→ **INPUT FOR THIS TASK**
====================

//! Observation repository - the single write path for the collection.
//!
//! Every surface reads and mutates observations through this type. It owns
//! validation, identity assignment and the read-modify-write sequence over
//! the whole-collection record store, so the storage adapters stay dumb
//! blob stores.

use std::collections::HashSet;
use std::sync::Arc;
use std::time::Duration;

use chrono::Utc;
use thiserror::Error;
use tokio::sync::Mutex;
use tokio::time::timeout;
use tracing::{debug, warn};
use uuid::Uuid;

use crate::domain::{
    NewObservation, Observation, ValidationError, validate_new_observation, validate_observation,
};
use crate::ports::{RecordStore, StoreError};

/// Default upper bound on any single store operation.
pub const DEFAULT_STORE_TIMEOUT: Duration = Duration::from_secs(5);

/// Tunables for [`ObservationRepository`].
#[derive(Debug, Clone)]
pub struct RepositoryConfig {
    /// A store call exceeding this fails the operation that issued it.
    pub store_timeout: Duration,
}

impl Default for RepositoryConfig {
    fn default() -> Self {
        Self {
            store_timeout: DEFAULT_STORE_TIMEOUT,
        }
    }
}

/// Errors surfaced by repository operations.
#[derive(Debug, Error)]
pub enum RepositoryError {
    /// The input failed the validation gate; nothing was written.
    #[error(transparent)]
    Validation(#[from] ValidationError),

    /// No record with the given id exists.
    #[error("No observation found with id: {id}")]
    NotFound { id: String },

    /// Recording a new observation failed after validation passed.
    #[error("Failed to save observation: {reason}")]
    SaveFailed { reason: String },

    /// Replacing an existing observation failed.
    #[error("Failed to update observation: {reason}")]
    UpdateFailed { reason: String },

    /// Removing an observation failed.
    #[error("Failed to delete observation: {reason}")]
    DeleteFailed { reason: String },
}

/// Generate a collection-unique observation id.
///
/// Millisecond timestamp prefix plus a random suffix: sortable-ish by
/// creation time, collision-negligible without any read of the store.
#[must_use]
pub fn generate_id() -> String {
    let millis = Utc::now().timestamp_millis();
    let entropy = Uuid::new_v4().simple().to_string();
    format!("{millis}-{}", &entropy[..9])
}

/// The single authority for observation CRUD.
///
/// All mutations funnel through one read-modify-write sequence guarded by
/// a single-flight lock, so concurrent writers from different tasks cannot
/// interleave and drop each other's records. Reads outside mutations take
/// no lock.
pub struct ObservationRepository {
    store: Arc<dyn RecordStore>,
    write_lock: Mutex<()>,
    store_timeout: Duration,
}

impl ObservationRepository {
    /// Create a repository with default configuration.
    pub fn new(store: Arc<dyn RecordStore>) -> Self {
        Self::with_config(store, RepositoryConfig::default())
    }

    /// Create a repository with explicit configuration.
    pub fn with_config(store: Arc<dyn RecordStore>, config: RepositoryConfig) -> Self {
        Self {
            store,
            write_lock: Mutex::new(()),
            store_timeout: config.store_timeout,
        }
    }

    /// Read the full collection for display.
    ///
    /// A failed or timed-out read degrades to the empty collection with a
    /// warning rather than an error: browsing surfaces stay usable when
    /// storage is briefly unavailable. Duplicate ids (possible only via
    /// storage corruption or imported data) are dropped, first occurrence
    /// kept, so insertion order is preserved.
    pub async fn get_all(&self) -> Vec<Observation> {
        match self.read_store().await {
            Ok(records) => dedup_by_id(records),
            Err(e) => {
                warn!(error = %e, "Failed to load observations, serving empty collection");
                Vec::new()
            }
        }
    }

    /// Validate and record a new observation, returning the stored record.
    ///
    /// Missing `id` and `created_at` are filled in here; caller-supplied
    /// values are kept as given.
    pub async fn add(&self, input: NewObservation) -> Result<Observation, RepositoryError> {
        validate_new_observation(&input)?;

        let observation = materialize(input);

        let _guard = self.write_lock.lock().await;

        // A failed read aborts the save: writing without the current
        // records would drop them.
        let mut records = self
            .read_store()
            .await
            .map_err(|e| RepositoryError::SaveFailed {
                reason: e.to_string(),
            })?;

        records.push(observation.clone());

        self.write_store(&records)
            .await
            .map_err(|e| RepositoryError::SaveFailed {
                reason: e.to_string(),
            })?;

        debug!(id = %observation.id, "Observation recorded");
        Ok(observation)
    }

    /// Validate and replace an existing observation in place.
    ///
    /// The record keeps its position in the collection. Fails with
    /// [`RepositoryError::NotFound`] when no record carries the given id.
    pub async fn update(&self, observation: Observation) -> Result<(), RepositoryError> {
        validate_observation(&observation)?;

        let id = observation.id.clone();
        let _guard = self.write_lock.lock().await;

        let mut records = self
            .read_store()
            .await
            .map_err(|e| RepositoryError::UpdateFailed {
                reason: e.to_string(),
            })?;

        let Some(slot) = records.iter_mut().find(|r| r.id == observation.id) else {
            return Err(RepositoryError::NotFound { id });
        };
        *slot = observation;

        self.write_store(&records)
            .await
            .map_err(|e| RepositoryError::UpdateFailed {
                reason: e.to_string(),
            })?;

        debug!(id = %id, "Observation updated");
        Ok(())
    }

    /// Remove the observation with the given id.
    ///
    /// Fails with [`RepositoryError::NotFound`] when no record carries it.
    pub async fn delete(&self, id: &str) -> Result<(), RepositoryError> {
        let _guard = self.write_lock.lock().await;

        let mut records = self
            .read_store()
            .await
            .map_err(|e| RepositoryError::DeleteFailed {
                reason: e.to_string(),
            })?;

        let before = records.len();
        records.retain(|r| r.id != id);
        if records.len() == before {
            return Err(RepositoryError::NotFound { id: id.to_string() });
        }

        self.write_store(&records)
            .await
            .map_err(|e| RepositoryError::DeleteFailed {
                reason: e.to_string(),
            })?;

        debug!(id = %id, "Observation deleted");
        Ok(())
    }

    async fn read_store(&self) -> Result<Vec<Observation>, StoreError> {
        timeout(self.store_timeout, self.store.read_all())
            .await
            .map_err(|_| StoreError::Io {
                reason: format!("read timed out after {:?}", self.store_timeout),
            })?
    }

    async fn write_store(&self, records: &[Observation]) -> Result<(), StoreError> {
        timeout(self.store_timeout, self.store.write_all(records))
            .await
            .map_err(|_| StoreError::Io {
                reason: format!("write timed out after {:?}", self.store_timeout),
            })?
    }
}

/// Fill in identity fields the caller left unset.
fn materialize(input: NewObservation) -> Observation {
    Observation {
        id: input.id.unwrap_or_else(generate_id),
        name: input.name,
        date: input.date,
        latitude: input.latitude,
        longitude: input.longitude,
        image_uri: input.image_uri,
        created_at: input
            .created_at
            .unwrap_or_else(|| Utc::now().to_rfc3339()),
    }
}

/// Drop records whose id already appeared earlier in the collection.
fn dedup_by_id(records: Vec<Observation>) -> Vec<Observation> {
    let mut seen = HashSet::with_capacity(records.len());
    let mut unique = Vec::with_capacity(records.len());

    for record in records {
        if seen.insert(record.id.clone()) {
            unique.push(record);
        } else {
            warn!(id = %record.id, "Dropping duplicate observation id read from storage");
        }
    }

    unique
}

====================

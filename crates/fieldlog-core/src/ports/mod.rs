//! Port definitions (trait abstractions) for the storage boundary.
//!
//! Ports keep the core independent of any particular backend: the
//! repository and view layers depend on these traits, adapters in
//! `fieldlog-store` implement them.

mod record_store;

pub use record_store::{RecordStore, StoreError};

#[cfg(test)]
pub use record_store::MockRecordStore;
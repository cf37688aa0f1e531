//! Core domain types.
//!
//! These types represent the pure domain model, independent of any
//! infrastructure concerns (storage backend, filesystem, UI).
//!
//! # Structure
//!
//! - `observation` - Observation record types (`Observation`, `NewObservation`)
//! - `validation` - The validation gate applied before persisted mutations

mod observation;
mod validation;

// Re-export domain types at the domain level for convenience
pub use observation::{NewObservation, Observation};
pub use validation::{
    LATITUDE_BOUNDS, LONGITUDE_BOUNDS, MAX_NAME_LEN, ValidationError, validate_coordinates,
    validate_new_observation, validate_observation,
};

====================

→ **WHAT THE TASK ASKS**
Within the data above, the span starting at the line containing "for the collection." and ending at the line containing "read-modify-write sequence over" is to be retyped exactly, with no other lines.

→ **EXERCISE RESPONSE**
//! Observation repository - the single write path for the collection.
//!
//! Every surface reads and mutates observations through this type. It owns
//! validation, identity assignment and the read-modify-write sequence over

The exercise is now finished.